Moessbauer spectra at 4.2 oK in zero field and in applied magnetic fields of up to 5.0 T are reported for 3 pairs of high-spin (S = 5/2) Fe(III) complexes: Fe(P)Cl, Fe(P)OMe, and [Fe(P)]2O (P = dianion of octaethylporphyrin or tetraphenylporphin). These spectra were analyzed in the spin Hamiltonian formalism to provide estimates of the crystal field splittings, components of the magnetic hyperfine tensors, signs of the electric field gradients (efg), and magnitudes of the asymmetry parameters η. In each of the 4 monomeric complexes the internal hyperfine field is large (approximately 50 T) and the efg is positive with effectively axial symmetry. However, the zero-field splitting parameters for the methoxides appear to be substantially smaller than those for the chlorides.

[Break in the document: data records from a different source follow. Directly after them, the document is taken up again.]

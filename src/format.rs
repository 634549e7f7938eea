use unicode_width::{UnicodeWidthChar, UnicodeWidthStr};

pub fn truncate_unicode(s: &str, max_width: usize) -> String {
    if s.width() <= max_width {
        return s.to_string();
    }
    let mut result = String::new();
    let mut width = 0;
    for ch in s.chars() {
        let ch_width = ch.width().unwrap_or(0);
        if width + ch_width > max_width.saturating_sub(1) {
            result.push('\u{2026}');
            break;
        }
        result.push(ch);
        width += ch_width;
    }
    result
}

/// Truncates to `width` display columns, then pads with spaces up to it.
pub fn fit_unicode(s: &str, width: usize) -> String {
    let mut out = truncate_unicode(s, width);
    let pad = width.saturating_sub(out.width());
    out.extend(std::iter::repeat_n(' ', pad));
    out
}

pub fn format_bytes(bytes: u64) -> String {
    const KB: u64 = 1024;
    const MB: u64 = 1024 * 1024;
    const GB: u64 = 1024 * 1024 * 1024;

    if bytes >= GB {
        format!("{:.1} GB", bytes as f64 / GB as f64)
    } else if bytes >= MB {
        format!("{:.1} MB", bytes as f64 / MB as f64)
    } else if bytes >= KB {
        format!("{:.0} KB", bytes as f64 / KB as f64)
    } else {
        format!("{} B", bytes)
    }
}

pub fn format_uptime(secs: u64) -> String {
    let days = secs / 86_400;
    let hours = (secs % 86_400) / 3_600;
    let minutes = (secs % 3_600) / 60;
    format!("{days} days, {hours} hours, {minutes} minutes")
}
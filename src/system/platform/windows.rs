use std::io;

use super::{CpuCounters, PlatformExtensions, SignalFailure};

pub struct Platform;

use windows_sys::Win32::{
    Foundation::{CloseHandle, ERROR_ACCESS_DENIED, ERROR_INVALID_PARAMETER, FILETIME},
    System::Threading::{GetSystemTimes, OpenProcess, PROCESS_TERMINATE, TerminateProcess},
};

fn filetime_to_u64(ft: &FILETIME) -> u64 {
    ((ft.dwHighDateTime as u64) << 32) | ft.dwLowDateTime as u64
}

fn classify(err: io::Error) -> SignalFailure {
    match err.raw_os_error().map(|code| code as u32) {
        Some(ERROR_ACCESS_DENIED) => SignalFailure::PermissionDenied,
        Some(ERROR_INVALID_PARAMETER) => SignalFailure::NoSuchProcess,
        _ => SignalFailure::Other(err),
    }
}

impl PlatformExtensions for Platform {
    fn cpu_counters() -> Option<CpuCounters> {
        unsafe {
            let mut idle = std::mem::zeroed::<FILETIME>();
            let mut kernel = std::mem::zeroed::<FILETIME>();
            let mut user = std::mem::zeroed::<FILETIME>();
            if GetSystemTimes(&mut idle, &mut kernel, &mut user) == 0 {
                return None;
            }
            // Kernel time includes idle time.
            let total = filetime_to_u64(&kernel) + filetime_to_u64(&user);
            Some(CpuCounters {
                busy: total.saturating_sub(filetime_to_u64(&idle)),
                total,
            })
        }
    }

    fn cpu_max_frequency_mhz() -> Option<u64> {
        None
    }

    fn send_signal(pid: u32, _force: bool) -> Result<(), SignalFailure> {
        // PID 0 is the System Idle process.
        if pid == 0 {
            return Err(SignalFailure::NoSuchProcess);
        }
        unsafe {
            let handle = OpenProcess(PROCESS_TERMINATE, 0, pid);
            if handle.is_null() {
                return Err(classify(io::Error::last_os_error()));
            }
            let ok = TerminateProcess(handle, 1);
            let err = (ok == 0).then(io::Error::last_os_error);
            CloseHandle(handle);
            match err {
                Some(err) => Err(classify(err)),
                None => Ok(()),
            }
        }
    }
}
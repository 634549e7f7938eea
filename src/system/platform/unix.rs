use std::io;

use super::SignalFailure;

pub(super) fn send_signal(pid: u32, force: bool) -> Result<(), SignalFailure> {
    // kill(0) and kill(-1) address process groups, never a single pid.
    let raw = match libc::pid_t::try_from(pid) {
        Ok(raw) if raw > 0 => raw,
        _ => return Err(SignalFailure::NoSuchProcess),
    };
    let signal = if force { libc::SIGKILL } else { libc::SIGTERM };

    // SAFETY: kill(2) takes plain integers and touches no memory of ours.
    let rc = unsafe { libc::kill(raw, signal) };
    if rc == 0 {
        return Ok(());
    }
    Err(classify(io::Error::last_os_error()))
}

fn classify(err: io::Error) -> SignalFailure {
    match err.raw_os_error() {
        Some(libc::ESRCH) => SignalFailure::NoSuchProcess,
        Some(libc::EPERM) => SignalFailure::PermissionDenied,
        _ => SignalFailure::Other(err),
    }
}
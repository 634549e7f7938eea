pub mod config;
pub mod format;
pub mod monitor;
pub mod query;
pub mod scheduler;
pub mod system;

pub use monitor::{Monitor, MonitorOptions};
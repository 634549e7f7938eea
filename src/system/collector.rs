use std::collections::HashSet;
use std::hash::Hash;

use sysinfo::{
    Pid, Process, ProcessRefreshKind, ProcessStatus as SysStatus, ProcessesToUpdate, System, Uid,
    UpdateKind, Users,
};

use super::platform;
use super::process::{ProcessStatus, RawProcess};
use super::sampler::{MetricsSource, RawSystemRead, SamplerError};
use super::snapshot::HostInfo;

/// [`MetricsSource`] backed by `sysinfo`, with raw CPU counters from the
/// platform layer where available.
pub struct SysinfoCollector {
    sys: System,
    users: Users,
    unresolved: UnresolvedIds<Uid>,
}

/// Ids still missing from the user table after a reload, e.g. container
/// uids with no passwd entry. Only ids outside this set trigger a reload.
#[derive(Debug)]
struct UnresolvedIds<T>(HashSet<T>);

impl<T> Default for UnresolvedIds<T> {
    fn default() -> Self {
        Self(HashSet::new())
    }
}

impl<T: Eq + Hash + Clone> UnresolvedIds<T> {
    fn unseen<'a>(&self, ids: impl IntoIterator<Item = &'a T>, known: impl Fn(&T) -> bool) -> Vec<T>
    where
        T: 'a,
    {
        let mut out: Vec<T> = Vec::new();
        for id in ids {
            if !known(id) && !self.0.contains(id) && !out.contains(id) {
                out.push(id.clone());
            }
        }
        out
    }

    fn remember(&mut self, ids: Vec<T>, known: impl Fn(&T) -> bool) {
        self.0.extend(ids.into_iter().filter(|id| !known(id)));
    }
}

impl Default for SysinfoCollector {
    fn default() -> Self {
        Self::new()
    }
}

fn process_refresh_kind() -> ProcessRefreshKind {
    ProcessRefreshKind::nothing()
        .with_memory()
        .with_cpu()
        .with_user(UpdateKind::OnlyIfNotSet)
        .with_cmd(UpdateKind::OnlyIfNotSet)
}

impl SysinfoCollector {
    pub fn new() -> Self {
        let mut sys = System::new();
        sys.refresh_memory();
        sys.refresh_cpu_all();
        sys.refresh_processes_specifics(ProcessesToUpdate::All, true, process_refresh_kind());
        SysinfoCollector {
            sys,
            users: Users::new_with_refreshed_list(),
            unresolved: UnresolvedIds::default(),
        }
    }

    /// Name of the user running this monitor.
    pub fn current_user(&self) -> Option<String> {
        sysinfo::get_current_pid()
            .ok()
            .and_then(|pid| self.sys.process(pid))
            .and_then(|p| self.owner_name(p))
            .or_else(|| std::env::var("USER").ok())
            .or_else(|| std::env::var("USERNAME").ok())
    }

    fn owner_name(&self, process: &Process) -> Option<String> {
        let uid = process.user_id()?;
        self.users
            .get_user_by_id(uid)
            .map(|user| user.name().to_string())
    }

    fn raw_process(&self, pid: Pid, process: &Process) -> RawProcess {
        let pid = pid.as_u32();
        // A process sysinfo could not update in this refresh has exited.
        if !process.exists() {
            return RawProcess {
                pid,
                ..RawProcess::default()
            };
        }
        RawProcess {
            pid,
            start_time: process.start_time(),
            name: Some(process.name().to_string_lossy().to_string()),
            owner_user: self.owner_name(process),
            status: Some(map_status(process.status())),
            cpu_time_ms: Some(process.accumulated_cpu_time()),
            memory_bytes: Some(process.memory()),
            command: process
                .cmd()
                .iter()
                .map(|s| s.to_string_lossy().to_string())
                .collect(),
        }
    }
}

fn map_status(status: SysStatus) -> ProcessStatus {
    match status {
        SysStatus::Run => ProcessStatus::Running,
        SysStatus::Sleep | SysStatus::Idle | SysStatus::UninterruptibleDiskSleep => {
            ProcessStatus::Sleeping
        }
        SysStatus::Stop | SysStatus::Tracing => ProcessStatus::Stopped,
        SysStatus::Zombie | SysStatus::Dead => ProcessStatus::Zombie,
        _ => ProcessStatus::Unknown,
    }
}

impl MetricsSource for SysinfoCollector {
    fn read_system(&mut self) -> Result<RawSystemRead, SamplerError> {
        self.sys.refresh_memory();
        self.sys.refresh_cpu_all();

        let memory_total = self.sys.total_memory();
        if memory_total == 0 {
            return Err(SamplerError::unavailable(
                "memory",
                "total memory reported as zero",
            ));
        }

        let cpus = self.sys.cpus();
        let cpu_frequency_mhz = if cpus.is_empty() {
            None
        } else {
            Some(cpus.iter().map(|c| c.frequency()).sum::<u64>() / cpus.len() as u64)
                .filter(|mhz| *mhz > 0)
        };

        Ok(RawSystemRead {
            cpu_counters: platform::cpu_counters(),
            cpu_usage_hint: self.sys.global_cpu_usage(),
            cpu_frequency_mhz,
            memory_total,
            memory_used: self.sys.used_memory(),
            memory_available: self.sys.available_memory(),
            swap_total: self.sys.total_swap(),
            swap_used: self.sys.used_swap(),
        })
    }

    fn read_processes(&mut self) -> Result<Vec<RawProcess>, SamplerError> {
        let refreshed = self.sys.refresh_processes_specifics(
            ProcessesToUpdate::All,
            true,
            process_refresh_kind(),
        );
        if refreshed == 0 && self.sys.processes().is_empty() {
            return Err(SamplerError::unavailable(
                "processes",
                "process table could not be enumerated",
            ));
        }

        // New logins show up as unknown uids; reload the user table once
        // per uid that has not already failed a lookup.
        let unseen = self.unresolved.unseen(
            self.sys.processes().values().filter_map(|p| p.user_id()),
            |uid| self.users.get_user_by_id(uid).is_some(),
        );
        if !unseen.is_empty() {
            self.users = Users::new_with_refreshed_list();
            let users = &self.users;
            self.unresolved
                .remember(unseen, |uid| users.get_user_by_id(uid).is_some());
        }

        Ok(self
            .sys
            .processes()
            .iter()
            .map(|(pid, process)| self.raw_process(*pid, process))
            .collect())
    }

    fn host_info(&mut self) -> HostInfo {
        let load = System::load_average();
        let cpus = self.sys.cpus();
        HostInfo {
            hostname: System::host_name(),
            kernel_version: System::kernel_version(),
            uptime_secs: System::uptime(),
            load_average: [load.one, load.five, load.fifteen],
            cpu_model: cpus
                .first()
                .map(|c| c.brand().trim().to_string())
                .filter(|b| !b.is_empty())
                .unwrap_or_else(|| "Unknown".to_string()),
            logical_cores: cpus.len(),
            physical_cores: System::physical_core_count(),
            cpu_max_frequency_mhz: platform::cpu_max_frequency_mhz(),
        }
    }
}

In the μ-oxo dimers the 2 high-spin Fe atoms are strongly coupled, via an antiferromagnetic exchange interaction, to produce a spin singlet (nonmagnetic) ground state. In both dimers the efg is negative, η is nonzero, and the principal magnetic and efg axes are parallel. Careful measurements of the temperature dependences (4.2-295 oK) of the intensities, widths, and areas of the 2 zero-field Moessbauer lines of the dimeric complexes indicate slight relaxation broadening at high temperatuures, but provide no evidence of any Gol'danskii-Karyagin asymmetry.